• _Work instruction_
Every entry here needs to be repeated exactly.

——

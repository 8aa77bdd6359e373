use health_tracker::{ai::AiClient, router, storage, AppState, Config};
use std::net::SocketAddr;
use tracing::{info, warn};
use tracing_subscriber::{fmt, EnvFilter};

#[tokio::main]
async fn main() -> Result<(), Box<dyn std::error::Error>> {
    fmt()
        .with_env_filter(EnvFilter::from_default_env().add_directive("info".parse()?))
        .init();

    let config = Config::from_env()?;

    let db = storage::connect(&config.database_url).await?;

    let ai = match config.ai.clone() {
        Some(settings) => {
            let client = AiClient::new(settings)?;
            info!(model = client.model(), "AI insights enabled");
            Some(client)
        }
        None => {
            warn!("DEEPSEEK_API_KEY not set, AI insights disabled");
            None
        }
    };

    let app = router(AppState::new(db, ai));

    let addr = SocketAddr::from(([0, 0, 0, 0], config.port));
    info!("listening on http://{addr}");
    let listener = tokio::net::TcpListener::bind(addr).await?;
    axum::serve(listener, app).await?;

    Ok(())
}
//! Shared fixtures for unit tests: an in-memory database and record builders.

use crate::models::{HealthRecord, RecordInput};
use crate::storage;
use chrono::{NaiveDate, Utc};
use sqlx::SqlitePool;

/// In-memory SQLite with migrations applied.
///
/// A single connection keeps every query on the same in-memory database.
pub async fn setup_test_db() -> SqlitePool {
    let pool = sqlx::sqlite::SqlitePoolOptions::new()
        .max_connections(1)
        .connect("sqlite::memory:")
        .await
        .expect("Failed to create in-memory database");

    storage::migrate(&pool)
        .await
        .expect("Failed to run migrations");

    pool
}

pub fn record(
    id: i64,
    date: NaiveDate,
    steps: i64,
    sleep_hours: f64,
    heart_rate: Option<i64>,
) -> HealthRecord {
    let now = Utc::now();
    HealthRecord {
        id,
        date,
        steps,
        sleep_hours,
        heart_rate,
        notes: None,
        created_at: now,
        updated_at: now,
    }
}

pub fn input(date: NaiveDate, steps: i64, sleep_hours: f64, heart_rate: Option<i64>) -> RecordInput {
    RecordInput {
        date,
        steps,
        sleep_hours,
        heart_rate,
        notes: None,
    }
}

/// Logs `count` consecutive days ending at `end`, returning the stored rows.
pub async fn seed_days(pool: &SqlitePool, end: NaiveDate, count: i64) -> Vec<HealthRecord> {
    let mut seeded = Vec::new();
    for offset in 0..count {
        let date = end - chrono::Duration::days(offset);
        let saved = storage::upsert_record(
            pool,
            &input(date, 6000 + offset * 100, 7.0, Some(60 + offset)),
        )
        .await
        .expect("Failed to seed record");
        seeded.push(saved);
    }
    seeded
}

——

• _Result of the task_
repository 8aa77bdd6359e373
use health_tracker::{ai::AiClient, router, storage, AppState, Config};
use std::net::SocketAddr;
use tracing::{info, warn};
use tracing_subscriber::{fmt, EnvFilter};

#[tokio::main]
async fn main() -> Result<(), Box<dyn std::error::Error>> {
    fmt()
        .with_env_filter(EnvFilter::from_default_env().add_directive("info".parse()?))
        .init();

    let config = Config::from_env()?;

    let db = storage::connect(&config.database_url).await?;

    let ai = match config.ai.clone() {
        Some(settings) => {
            let client = AiClient::new(settings)?;
            info!(model = client.model(), "AI insights enabled");
            Some(client)
        }
        None => {
            warn!("DEEPSEEK_API_KEY not set, AI insights disabled");
            None
        }
    };

    let app = router(AppState::new(db, ai));

    let addr = SocketAddr::from(([0, 0, 0, 0], config.port));
    info!("listening on http://{addr}");
    let listener = tokio::net::TcpListener::bind(addr).await?;
    axum::serve(listener, app).await?;

    Ok(())
}
//! Shared fixtures for unit tests: an in-memory database and record builders.

use crate::models::{HealthRecord, RecordInput};
use crate::storage;
use chrono::{NaiveDate, Utc};
use sqlx::SqlitePool;

/// In-memory SQLite with migrations applied.
///
/// A single connection keeps every query on the same in-memory database.
pub async fn setup_test_db() -> SqlitePool {
    let pool = sqlx::sqlite::SqlitePoolOptions::new()
        .max_connections(1)
        .connect("sqlite::memory:")
        .await
        .expect("Failed to create in-memory database");

    storage::migrate(&pool)
        .await
        .expect("Failed to run migrations");

    pool
}

pub fn record(
    id: i64,
    date: NaiveDate,
    steps: i64,
    sleep_hours: f64,
    heart_rate: Option<i64>,
) -> HealthRecord {
    let now = Utc::now();
    HealthRecord {
        id,
        date,
        steps,
        sleep_hours,
        heart_rate,
        notes: None,
        created_at: now,
        updated_at: now,
    }
}

pub fn input(date: NaiveDate, steps: i64, sleep_hours: f64, heart_rate: Option<i64>) -> RecordInput {
    RecordInput {
        date,
        steps,
        sleep_hours,
        heart_rate,
        notes: None,
    }
}

/// Logs `count` consecutive days ending at `end`, returning the stored rows.
pub async fn seed_days(pool: &SqlitePool, end: NaiveDate, count: i64) -> Vec<HealthRecord> {
    let mut seeded = Vec::new();
    for offset in 0..count {
        let date = end - chrono::Duration::days(offset);
        let saved = storage::upsert_record(
            pool,
            &input(date, 6000 + offset * 100, 7.0, Some(60 + offset)),
        )
        .await
        .expect("Failed to seed record");
        seeded.push(saved);
    }
    seeded
}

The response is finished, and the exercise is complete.